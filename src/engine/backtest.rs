use crate::config::{BacktestConfig, ConfigError};
use crate::data::{Bar, BarSeries, DataError};
use crate::engine::execution::{ExecutionEvent, ExecutionSimulator, Fill, Order};
use crate::indicator::Indicator;
use crate::metrics::{calculate_equity_curve, EquityPoint, SummaryMetrics};
use crate::portfolio::{ClosedTrade, LedgerError, PortfolioLedger, PortfolioSnapshot};
use crate::signal::{CrossoverSignal, SignalEvent};
use serde::{Deserialize, Serialize};
use thiserror::Error;
use tracing::{error, info};

//errors that stop a run before its first bar
#[derive(Error, Debug, Clone, PartialEq)]
pub enum BacktestError {
    #[error("Invalid bar data: {0}")]
    Data(#[from] DataError),
    #[error("Invalid configuration: {0}")]
    Config(#[from] ConfigError),
}

//fatal condition met while bars were being processed
#[derive(Error, Debug, Clone, PartialEq, Serialize, Deserialize)]
pub enum AbortReason {
    #[error(transparent)]
    Ledger(#[from] LedgerError),
}

#[derive(Debug, Clone, Copy, PartialEq, Eq, Serialize, Deserialize)]
pub enum DriverState {
    Initialized,
    Running,
    Completed,
    Aborted,
}

#[derive(Debug, Clone, PartialEq, Serialize, Deserialize)]
pub enum RunStatus {
    Completed,
    Aborted { bar_index: usize, reason: AbortReason },
}

//result of a backtest
#[derive(Debug, Clone, PartialEq, Serialize)]
pub struct BacktestResult {
    pub status: RunStatus,
    pub snapshots: Vec<PortfolioSnapshot>,
    pub signals: Vec<SignalEvent>,
    pub orders: Vec<Order>,
    pub fills: Vec<Fill>,
    pub closed_trades: Vec<ClosedTrade>,
    pub summary: SummaryMetrics,
}

impl BacktestResult {
    pub fn is_completed(&self) -> bool {
        matches!(self.status, RunStatus::Completed)
    }

    //orders that were rejected by the execution simulator
    pub fn rejected_orders(&self) -> impl Iterator<Item = &Order> {
        self.orders.iter().filter(|o| o.is_rejected())
    }

    //equity curve with drawdown and per-bar returns
    pub fn equity_curve(&self) -> Vec<EquityPoint> {
        calculate_equity_curve(&self.snapshots, self.summary.initial_cash)
    }
}

//deterministic bar-by-bar driver for one run
//owns every piece of mutable state, the bar series is only borrowed
pub struct Backtest<'a> {
    config: BacktestConfig,
    bars: &'a BarSeries,
    fast: Box<dyn Indicator>,
    slow: Box<dyn Indicator>,
    signals: CrossoverSignal,
    execution: ExecutionSimulator,
    ledger: PortfolioLedger,
    state: DriverState,
    cursor: usize,
    signal_log: Vec<SignalEvent>,
    snapshots: Vec<PortfolioSnapshot>,
    abort: Option<(usize, AbortReason)>,
}

impl<'a> Backtest<'a> {
    //validates the configuration, fails before any bar is touched
    pub fn new(config: BacktestConfig, bars: &'a BarSeries) -> Result<Self, ConfigError> {
        config.validate()?;

        Ok(Backtest {
            fast: config.ma_kind.build(config.fast_window),
            slow: config.ma_kind.build(config.slow_window),
            signals: CrossoverSignal::new(),
            execution: ExecutionSimulator::new(&config),
            ledger: PortfolioLedger::new(config.initial_cash),
            state: DriverState::Initialized,
            cursor: 0,
            signal_log: Vec::with_capacity(bars.len()),
            snapshots: Vec::with_capacity(bars.len()),
            abort: None,
            config,
            bars,
        })
    }

    pub fn state(&self) -> DriverState {
        self.state
    }

    pub fn ledger(&self) -> &PortfolioLedger {
        &self.ledger
    }

    pub fn snapshots(&self) -> &[PortfolioSnapshot] {
        &self.snapshots
    }

    //processes the next bar
    //returns Ok(true) while bars remain, Ok(false) once the series is exhausted
    pub fn step(&mut self) -> Result<bool, AbortReason> {
        match self.state {
            DriverState::Completed => return Ok(false),
            DriverState::Aborted => {
                if let Some((_, reason)) = &self.abort {
                    return Err(reason.clone());
                }
                return Ok(false);
            }
            DriverState::Initialized => {
                info!(
                    bars = self.bars.len(),
                    fast = %self.fast.name(),
                    slow = %self.slow.name(),
                    "backtest started"
                );
                self.state = DriverState::Running;
            }
            DriverState::Running => {}
        }

        let bars = self.bars;
        let Some(bar) = bars.get(self.cursor) else {
            self.state = DriverState::Completed;
            return Ok(false);
        };
        let bar_index = self.cursor;

        if let Err(reason) = self.process_bar(bar, bar_index) {
            error!(bar_index, %reason, "backtest aborted");
            self.state = DriverState::Aborted;
            self.abort = Some((bar_index, reason.clone()));
            return Err(reason);
        }

        self.cursor += 1;
        if self.cursor == self.bars.len() {
            self.state = DriverState::Completed;
            return Ok(false);
        }
        Ok(true)
    }

    fn process_bar(&mut self, bar: &Bar, bar_index: usize) -> Result<(), AbortReason> {
        //the order decided on an earlier bar fills at this bar's open
        if let Some(ExecutionEvent::Filled(fill)) =
            self.execution.fill_pending(bar, bar_index, &self.ledger)
        {
            self.ledger.apply(&fill);
        }

        //indicators see every bar in the same order
        let fast = self.fast.update(bar);
        let slow = self.slow.update(bar);

        let signal = self.signals.classify(fast, slow);
        self.signal_log.push(SignalEvent { bar_index, signal });

        //a new order is decided at this close and waits for the next bar
        self.execution.on_signal(signal, bar_index, bar.close, &self.ledger);
        //protective exits only act when no signal order is waiting
        self.execution.check_exits(bar, bar_index, &self.ledger);

        let snapshot = self.ledger.mark_to_market(bar, bar_index)?;
        self.snapshots.push(snapshot);
        Ok(())
    }

    //runs every remaining bar and builds the result
    pub fn run(mut self) -> BacktestResult {
        while let Ok(true) = self.step() {}
        self.finish()
    }

    fn finish(self) -> BacktestResult {
        let status = match self.abort {
            Some((bar_index, reason)) => RunStatus::Aborted { bar_index, reason },
            None => RunStatus::Completed,
        };

        let initial_cash = self.ledger.initial_cash();
        let (fills, closed_trades) = self.ledger.into_history();
        let orders = self.execution.into_orders();

        let summary = SummaryMetrics::from_history(
            &self.snapshots,
            &closed_trades,
            initial_cash,
            self.config.periods_per_year,
        );

        info!(
            status = ?status,
            fills = fills.len(),
            final_equity = summary.final_equity,
            "backtest finished"
        );

        BacktestResult {
            status,
            snapshots: self.snapshots,
            signals: self.signal_log,
            orders,
            fills,
            closed_trades,
            summary,
        }
    }
}

//validates bars and config, then runs to completion
pub fn run_backtest(bars: Vec<Bar>, config: BacktestConfig) -> Result<BacktestResult, BacktestError> {
    let series = BarSeries::new(bars)?;
    let engine = Backtest::new(config, &series)?;
    Ok(engine.run())
}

----------------

__What you have to do__: An unaltered copy of the listing above must form the answer.

__Output of the task__:
filename src/engine/backtest.rs
use crate::config::{BacktestConfig, ConfigError};
use crate::data::{Bar, BarSeries, DataError};
use crate::engine::execution::{ExecutionEvent, ExecutionSimulator, Fill, Order};
use crate::indicator::Indicator;
use crate::metrics::{calculate_equity_curve, EquityPoint, SummaryMetrics};
use crate::portfolio::{ClosedTrade, LedgerError, PortfolioLedger, PortfolioSnapshot};
use crate::signal::{CrossoverSignal, SignalEvent};
use serde::{Deserialize, Serialize};
use thiserror::Error;
use tracing::{error, info};

//errors that stop a run before its first bar
#[derive(Error, Debug, Clone, PartialEq)]
pub enum BacktestError {
    #[error("Invalid bar data: {0}")]
    Data(#[from] DataError),
    #[error("Invalid configuration: {0}")]
    Config(#[from] ConfigError),
}

//fatal condition met while bars were being processed
#[derive(Error, Debug, Clone, PartialEq, Serialize, Deserialize)]
pub enum AbortReason {
    #[error(transparent)]
    Ledger(#[from] LedgerError),
}

#[derive(Debug, Clone, Copy, PartialEq, Eq, Serialize, Deserialize)]
pub enum DriverState {
    Initialized,
    Running,
    Completed,
    Aborted,
}

#[derive(Debug, Clone, PartialEq, Serialize, Deserialize)]
pub enum RunStatus {
    Completed,
    Aborted { bar_index: usize, reason: AbortReason },
}

//result of a backtest
#[derive(Debug, Clone, PartialEq, Serialize)]
pub struct BacktestResult {
    pub status: RunStatus,
    pub snapshots: Vec<PortfolioSnapshot>,
    pub signals: Vec<SignalEvent>,
    pub orders: Vec<Order>,
    pub fills: Vec<Fill>,
    pub closed_trades: Vec<ClosedTrade>,
    pub summary: SummaryMetrics,
}

impl BacktestResult {
    pub fn is_completed(&self) -> bool {
        matches!(self.status, RunStatus::Completed)
    }

    //orders that were rejected by the execution simulator
    pub fn rejected_orders(&self) -> impl Iterator<Item = &Order> {
        self.orders.iter().filter(|o| o.is_rejected())
    }

    //equity curve with drawdown and per-bar returns
    pub fn equity_curve(&self) -> Vec<EquityPoint> {
        calculate_equity_curve(&self.snapshots, self.summary.initial_cash)
    }
}

//deterministic bar-by-bar driver for one run
//owns every piece of mutable state, the bar series is only borrowed
pub struct Backtest<'a> {
    config: BacktestConfig,
    bars: &'a BarSeries,
    fast: Box<dyn Indicator>,
    slow: Box<dyn Indicator>,
    signals: CrossoverSignal,
    execution: ExecutionSimulator,
    ledger: PortfolioLedger,
    state: DriverState,
    cursor: usize,
    signal_log: Vec<SignalEvent>,
    snapshots: Vec<PortfolioSnapshot>,
    abort: Option<(usize, AbortReason)>,
}

impl<'a> Backtest<'a> {
    //validates the configuration, fails before any bar is touched
    pub fn new(config: BacktestConfig, bars: &'a BarSeries) -> Result<Self, ConfigError> {
        config.validate()?;

        Ok(Backtest {
            fast: config.ma_kind.build(config.fast_window),
            slow: config.ma_kind.build(config.slow_window),
            signals: CrossoverSignal::new(),
            execution: ExecutionSimulator::new(&config),
            ledger: PortfolioLedger::new(config.initial_cash),
            state: DriverState::Initialized,
            cursor: 0,
            signal_log: Vec::with_capacity(bars.len()),
            snapshots: Vec::with_capacity(bars.len()),
            abort: None,
            config,
            bars,
        })
    }

    pub fn state(&self) -> DriverState {
        self.state
    }

    pub fn ledger(&self) -> &PortfolioLedger {
        &self.ledger
    }

    pub fn snapshots(&self) -> &[PortfolioSnapshot] {
        &self.snapshots
    }

    //processes the next bar
    //returns Ok(true) while bars remain, Ok(false) once the series is exhausted
    pub fn step(&mut self) -> Result<bool, AbortReason> {
        match self.state {
            DriverState::Completed => return Ok(false),
            DriverState::Aborted => {
                if let Some((_, reason)) = &self.abort {
                    return Err(reason.clone());
                }
                return Ok(false);
            }
            DriverState::Initialized => {
                info!(
                    bars = self.bars.len(),
                    fast = %self.fast.name(),
                    slow = %self.slow.name(),
                    "backtest started"
                );
                self.state = DriverState::Running;
            }
            DriverState::Running => {}
        }

        let bars = self.bars;
        let Some(bar) = bars.get(self.cursor) else {
            self.state = DriverState::Completed;
            return Ok(false);
        };
        let bar_index = self.cursor;

        if let Err(reason) = self.process_bar(bar, bar_index) {
            error!(bar_index, %reason, "backtest aborted");
            self.state = DriverState::Aborted;
            self.abort = Some((bar_index, reason.clone()));
            return Err(reason);
        }

        self.cursor += 1;
        if self.cursor == self.bars.len() {
            self.state = DriverState::Completed;
            return Ok(false);
        }
        Ok(true)
    }

    fn process_bar(&mut self, bar: &Bar, bar_index: usize) -> Result<(), AbortReason> {
        //the order decided on an earlier bar fills at this bar's open
        if let Some(ExecutionEvent::Filled(fill)) =
            self.execution.fill_pending(bar, bar_index, &self.ledger)
        {
            self.ledger.apply(&fill);
        }

        //indicators see every bar in the same order
        let fast = self.fast.update(bar);
        let slow = self.slow.update(bar);

        let signal = self.signals.classify(fast, slow);
        self.signal_log.push(SignalEvent { bar_index, signal });

        //a new order is decided at this close and waits for the next bar
        self.execution.on_signal(signal, bar_index, bar.close, &self.ledger);
        //protective exits only act when no signal order is waiting
        self.execution.check_exits(bar, bar_index, &self.ledger);

        let snapshot = self.ledger.mark_to_market(bar, bar_index)?;
        self.snapshots.push(snapshot);
        Ok(())
    }

    //runs every remaining bar and builds the result
    pub fn run(mut self) -> BacktestResult {
        while let Ok(true) = self.step() {}
        self.finish()
    }

    fn finish(self) -> BacktestResult {
        let status = match self.abort {
            Some((bar_index, reason)) => RunStatus::Aborted { bar_index, reason },
            None => RunStatus::Completed,
        };

        let initial_cash = self.ledger.initial_cash();
        let (fills, closed_trades) = self.ledger.into_history();
        let orders = self.execution.into_orders();

        let summary = SummaryMetrics::from_history(
            &self.snapshots,
            &closed_trades,
            initial_cash,
            self.config.periods_per_year,
        );

        info!(
            status = ?status,
            fills = fills.len(),
            final_equity = summary.final_equity,
            "backtest finished"
        );

        BacktestResult {
            status,
            snapshots: self.snapshots,
            signals: self.signal_log,
            orders,
            fills,
            closed_trades,
            summary,
        }
    }
}

//validates bars and config, then runs to completion
pub fn run_backtest(bars: Vec<Bar>, config: BacktestConfig) -> Result<BacktestResult, BacktestError> {
    let series = BarSeries::new(bars)?;
    let engine = Backtest::new(config, &series)?;
    Ok(engine.run())
}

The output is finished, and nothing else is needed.